- Exercise inputs -
###
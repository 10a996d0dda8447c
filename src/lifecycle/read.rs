//! Authoritative read-back of an instance.

use std::collections::BTreeSet;
use std::net::IpAddr;

use tracing::info;

use super::InstanceOrchestrator;
use crate::compute::{
    Cloud, InterfaceRecord, Microversion, ServerRecord, VolumeAttachmentRecord,
};
use crate::error::{LifecycleError, Step};
use crate::instance::{Instance, InstanceConfig, NetworkAttachment, NetworkConfig, PowerState};

/// Result of reading an instance.
#[derive(Clone, Debug, Eq, PartialEq)]
pub enum ReadOutcome {
    /// The instance exists.
    Present(Box<Instance>),
    /// The instance no longer exists; the local record should be dropped.
    Gone,
}

impl<C> InstanceOrchestrator<C>
where
    C: Cloud,
{
    /// Reads the instance and its sub-resources.
    ///
    /// `config` is only consulted to decide which attachment supplies the
    /// access address.
    ///
    /// # Errors
    ///
    /// Returns [`LifecycleError::Api`] when a call fails for any reason other
    /// than the instance having vanished.
    pub async fn read(
        &self,
        server_id: &str,
        config: &InstanceConfig,
    ) -> Result<ReadOutcome, LifecycleError> {
        let server = match self.cloud.get_server(server_id).await {
            Ok(server) => server,
            Err(err) if err.is_not_found() => {
                info!(instance_id = server_id, "instance no longer exists");
                return Ok(ReadOutcome::Gone);
            }
            Err(err) => return Err(LifecycleError::api(server_id, Step::Read, err)),
        };
        let read_err = |err| LifecycleError::api(server_id, Step::Read, err);
        let interfaces = self
            .cloud
            .list_interfaces(server_id)
            .await
            .map_err(read_err)?;
        let tags = self
            .cloud
            .list_tags(server_id, Microversion::TAGS)
            .await
            .map_err(read_err)?;
        let volumes = self
            .cloud
            .list_volume_attachments(server_id)
            .await
            .map_err(read_err)?;
        Ok(ReadOutcome::Present(Box::new(assemble(
            server,
            &interfaces,
            tags,
            &volumes,
            config,
        ))))
    }

    pub(super) async fn read_present(
        &self,
        server_id: &str,
        config: &InstanceConfig,
    ) -> Result<Instance, LifecycleError> {
        match self.read(server_id, config).await? {
            ReadOutcome::Present(instance) => Ok(*instance),
            ReadOutcome::Gone => Err(LifecycleError::Gone {
                instance_id: server_id.to_owned(),
                step: Step::Read,
            }),
        }
    }
}

fn assemble(
    server: ServerRecord,
    interfaces: &[InterfaceRecord],
    tags: BTreeSet<String>,
    volumes: &[VolumeAttachmentRecord],
    config: &InstanceConfig,
) -> Instance {
    let networks: Vec<NetworkAttachment> = interfaces
        .iter()
        .map(|interface| attachment(&server, interface, &config.networks))
        .collect();

    let access = networks.iter().find(|network| network.access_network);
    let access_ip_v4 = access
        .and_then(|network| network.fixed_ip_v4)
        .or_else(|| server.access_ip_v4.as_deref().and_then(|ip| ip.parse().ok()))
        .or_else(|| networks.iter().find_map(|network| network.fixed_ip_v4));
    let access_ip_v6 = access
        .and_then(|network| network.fixed_ip_v6)
        .or_else(|| server.access_ip_v6.as_deref().and_then(|ip| ip.parse().ok()))
        .or_else(|| networks.iter().find_map(|network| network.fixed_ip_v6));

    Instance {
        power_state: PowerState::from_status(&server.status),
        id: server.id,
        name: server.name,
        status: server.status,
        image_id: server.image_id,
        flavor_id: server.flavor_id,
        availability_zone: server.availability_zone,
        networks,
        access_ip_v4,
        access_ip_v6,
        metadata: server.metadata,
        tags,
        security_groups: server.security_groups.into_iter().collect(),
        volume_attachments: volumes
            .iter()
            .map(|volume| volume.volume_id.clone())
            .collect(),
    }
}

fn attachment(
    server: &ServerRecord,
    interface: &InterfaceRecord,
    configured: &[NetworkConfig],
) -> NetworkAttachment {
    let name = server
        .addresses
        .iter()
        .find(|address| interface.fixed_ips.contains(&address.addr))
        .map(|address| address.network_name.clone());
    let fixed_ip_v4 = interface.fixed_ips.iter().find_map(|ip| match ip {
        IpAddr::V4(v4) => Some(*v4),
        IpAddr::V6(_) => None,
    });
    let fixed_ip_v6 = interface.fixed_ips.iter().find_map(|ip| match ip {
        IpAddr::V6(v6) => Some(*v6),
        IpAddr::V4(_) => None,
    });
    let access_network = configured.iter().any(|network| {
        network.access_network
            && (network.port.as_deref() == Some(interface.port_id.as_str())
                || network.uuid.as_deref() == Some(interface.network_id.as_str())
                || (network.name.is_some() && network.name == name))
    });
    NetworkAttachment {
        network_id: interface.network_id.clone(),
        name,
        port_id: interface.port_id.clone(),
        fixed_ip_v4,
        fixed_ip_v6,
        mac: interface.mac.clone(),
        access_network,
    }
}

#[cfg(test)]
mod tests {
    use std::net::Ipv4Addr;

    use super::*;
    use crate::compute::AddressRecord;

    fn interface(port: &str, network: &str, ip: [u8; 4]) -> InterfaceRecord {
        InterfaceRecord {
            port_id: port.to_owned(),
            network_id: network.to_owned(),
            mac: Some(format!("fa:16:3e:00:00:{:02x}", ip[3])),
            port_state: String::from("ACTIVE"),
            fixed_ips: vec![IpAddr::V4(Ipv4Addr::from(ip))],
        }
    }

    fn server() -> ServerRecord {
        ServerRecord {
            id: String::from("srv-1"),
            name: String::from("web-1"),
            status: String::from("ACTIVE"),
            addresses: vec![AddressRecord {
                network_name: String::from("private"),
                addr: IpAddr::V4(Ipv4Addr::new(10, 0, 0, 5)),
                mac: None,
            }],
            ..ServerRecord::default()
        }
    }

    #[test]
    fn access_network_wins_over_first_address() {
        let interfaces = [
            interface("port-a", "net-a", [10, 0, 0, 5]),
            interface("port-b", "net-b", [192, 168, 1, 9]),
        ];
        let config = InstanceConfig {
            networks: vec![
                NetworkConfig {
                    uuid: Some(String::from("net-a")),
                    ..NetworkConfig::default()
                },
                NetworkConfig {
                    port: Some(String::from("port-b")),
                    access_network: true,
                    ..NetworkConfig::default()
                },
            ],
            ..InstanceConfig::named("web-1")
        };

        let instance = assemble(server(), &interfaces, BTreeSet::new(), &[], &config);

        assert_eq!(instance.access_ip_v4, Some(Ipv4Addr::new(192, 168, 1, 9)));
        assert_eq!(instance.networks.first().and_then(|n| n.name.as_deref()), Some("private"));
    }

    #[test]
    fn server_access_address_beats_first_fixed_address() {
        let interfaces = [interface("port-a", "net-a", [10, 0, 0, 5])];
        let record = ServerRecord {
            access_ip_v4: Some(String::from("203.0.113.7")),
            ..server()
        };

        let instance = assemble(
            record,
            &interfaces,
            BTreeSet::new(),
            &[],
            &InstanceConfig::named("web-1"),
        );

        assert_eq!(instance.access_ip_v4, Some(Ipv4Addr::new(203, 0, 113, 7)));
    }

    #[test]
    fn falls_back_to_first_fixed_address() {
        let interfaces = [
            interface("port-a", "net-a", [10, 0, 0, 5]),
            interface("port-b", "net-b", [10, 0, 1, 5]),
        ];
        let volumes = [VolumeAttachmentRecord {
            volume_id: String::from("vol-1"),
            device: Some(String::from("/dev/vdb")),
        }];

        let instance = assemble(
            server(),
            &interfaces,
            BTreeSet::new(),
            &volumes,
            &InstanceConfig::named("web-1"),
        );

        assert_eq!(instance.access_ip_v4, Some(Ipv4Addr::new(10, 0, 0, 5)));
        assert_eq!(instance.access_ip_v6, None);
        assert_eq!(instance.volume_attachments, vec![String::from("vol-1")]);
        assert_eq!(instance.power_state, PowerState::Active);
    }
}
###
- About this exercise -
Print only what lies in the material above starting at the line with "let access_network = configured.iter().any(|network|" and ending at the line with "use super::*;", every line exactly as given.

- Expected output -
    let access_network = configured.iter().any(|network| {
        network.access_network
            && (network.port.as_deref() == Some(interface.port_id.as_str())
                || network.uuid.as_deref() == Some(interface.network_id.as_str())
                || (network.name.is_some() && network.name == name))
    });
    NetworkAttachment {
        network_id: interface.network_id.clone(),
        name,
        port_id: interface.port_id.clone(),
        fixed_ip_v4,
        fixed_ip_v6,
        mac: interface.mac.clone(),
        access_network,
    }
}

#[cfg(test)]
mod tests {
    use std::net::Ipv4Addr;

    use super::*;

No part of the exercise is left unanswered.